[Problem to solve]: In the listing below, repeat exactly every line from the first through the line containing "use rgpuvis::TraceEvent;", with nothing else.

[Records supplied]:
:::
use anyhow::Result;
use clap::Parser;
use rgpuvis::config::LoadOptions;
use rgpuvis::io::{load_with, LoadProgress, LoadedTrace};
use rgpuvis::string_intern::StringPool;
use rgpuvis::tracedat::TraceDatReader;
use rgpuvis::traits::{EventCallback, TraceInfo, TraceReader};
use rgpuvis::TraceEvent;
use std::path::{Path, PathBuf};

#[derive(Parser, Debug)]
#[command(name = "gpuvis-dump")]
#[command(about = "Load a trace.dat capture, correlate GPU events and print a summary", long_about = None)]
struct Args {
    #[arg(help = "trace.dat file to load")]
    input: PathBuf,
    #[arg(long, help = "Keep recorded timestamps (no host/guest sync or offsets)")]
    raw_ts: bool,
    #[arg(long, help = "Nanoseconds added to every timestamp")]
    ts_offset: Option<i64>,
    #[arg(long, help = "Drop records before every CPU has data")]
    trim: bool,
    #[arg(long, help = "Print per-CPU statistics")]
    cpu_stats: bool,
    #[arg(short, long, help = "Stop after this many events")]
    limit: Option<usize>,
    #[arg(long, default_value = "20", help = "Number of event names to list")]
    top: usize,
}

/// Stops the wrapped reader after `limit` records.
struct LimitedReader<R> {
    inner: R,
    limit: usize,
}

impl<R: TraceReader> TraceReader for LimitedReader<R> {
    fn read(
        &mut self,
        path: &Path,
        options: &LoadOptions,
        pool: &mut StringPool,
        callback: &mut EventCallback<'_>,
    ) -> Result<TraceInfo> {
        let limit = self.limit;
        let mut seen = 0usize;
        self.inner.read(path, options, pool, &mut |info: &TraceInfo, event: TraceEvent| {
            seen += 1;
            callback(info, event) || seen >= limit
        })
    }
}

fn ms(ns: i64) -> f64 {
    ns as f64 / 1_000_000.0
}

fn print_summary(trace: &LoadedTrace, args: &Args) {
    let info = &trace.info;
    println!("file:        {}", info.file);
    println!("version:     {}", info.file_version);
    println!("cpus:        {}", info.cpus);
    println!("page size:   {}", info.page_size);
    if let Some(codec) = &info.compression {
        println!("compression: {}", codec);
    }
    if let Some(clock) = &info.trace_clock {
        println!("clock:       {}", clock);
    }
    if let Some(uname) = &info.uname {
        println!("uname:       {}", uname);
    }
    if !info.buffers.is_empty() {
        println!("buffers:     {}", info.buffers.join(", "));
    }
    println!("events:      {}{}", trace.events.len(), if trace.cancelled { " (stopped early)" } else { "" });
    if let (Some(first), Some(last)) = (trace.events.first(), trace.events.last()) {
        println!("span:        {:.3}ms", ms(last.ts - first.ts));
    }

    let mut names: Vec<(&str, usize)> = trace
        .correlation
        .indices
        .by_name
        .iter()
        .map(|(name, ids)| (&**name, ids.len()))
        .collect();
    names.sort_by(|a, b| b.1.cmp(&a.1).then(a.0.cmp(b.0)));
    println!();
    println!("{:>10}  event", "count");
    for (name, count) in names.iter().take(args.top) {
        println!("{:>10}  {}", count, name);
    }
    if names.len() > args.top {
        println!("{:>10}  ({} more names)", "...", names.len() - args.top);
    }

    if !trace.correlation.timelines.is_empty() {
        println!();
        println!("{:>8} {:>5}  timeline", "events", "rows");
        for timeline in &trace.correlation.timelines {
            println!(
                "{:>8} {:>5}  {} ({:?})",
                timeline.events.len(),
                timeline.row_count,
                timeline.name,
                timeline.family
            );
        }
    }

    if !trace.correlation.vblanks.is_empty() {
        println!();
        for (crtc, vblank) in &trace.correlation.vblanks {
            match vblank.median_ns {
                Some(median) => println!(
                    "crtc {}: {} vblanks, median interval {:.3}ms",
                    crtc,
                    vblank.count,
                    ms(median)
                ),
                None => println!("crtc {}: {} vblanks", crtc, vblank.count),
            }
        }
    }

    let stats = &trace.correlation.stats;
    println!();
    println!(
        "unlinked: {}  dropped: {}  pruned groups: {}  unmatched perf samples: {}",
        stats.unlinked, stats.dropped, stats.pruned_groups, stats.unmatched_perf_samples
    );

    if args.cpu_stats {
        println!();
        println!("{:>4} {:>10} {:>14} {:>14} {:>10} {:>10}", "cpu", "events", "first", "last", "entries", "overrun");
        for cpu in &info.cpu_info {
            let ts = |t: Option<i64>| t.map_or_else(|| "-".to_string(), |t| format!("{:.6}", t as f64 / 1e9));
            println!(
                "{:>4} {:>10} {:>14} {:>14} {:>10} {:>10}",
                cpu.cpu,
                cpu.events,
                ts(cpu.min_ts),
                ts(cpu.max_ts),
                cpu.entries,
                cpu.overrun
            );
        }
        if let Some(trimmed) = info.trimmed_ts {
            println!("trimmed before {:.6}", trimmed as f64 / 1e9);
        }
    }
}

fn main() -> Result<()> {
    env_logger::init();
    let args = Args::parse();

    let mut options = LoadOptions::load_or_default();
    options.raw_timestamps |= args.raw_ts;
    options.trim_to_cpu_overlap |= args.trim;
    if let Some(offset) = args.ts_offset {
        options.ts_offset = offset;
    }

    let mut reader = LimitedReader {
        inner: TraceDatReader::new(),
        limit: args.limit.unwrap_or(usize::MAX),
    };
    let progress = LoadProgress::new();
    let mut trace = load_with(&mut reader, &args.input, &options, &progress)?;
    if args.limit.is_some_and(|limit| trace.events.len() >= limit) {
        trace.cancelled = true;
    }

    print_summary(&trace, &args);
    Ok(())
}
:::
[Problem solution]:
use anyhow::Result;
use clap::Parser;
use rgpuvis::config::LoadOptions;
use rgpuvis::io::{load_with, LoadProgress, LoadedTrace};
use rgpuvis::string_intern::StringPool;
use rgpuvis::tracedat::TraceDatReader;
use rgpuvis::traits::{EventCallback, TraceInfo, TraceReader};
use rgpuvis::TraceEvent;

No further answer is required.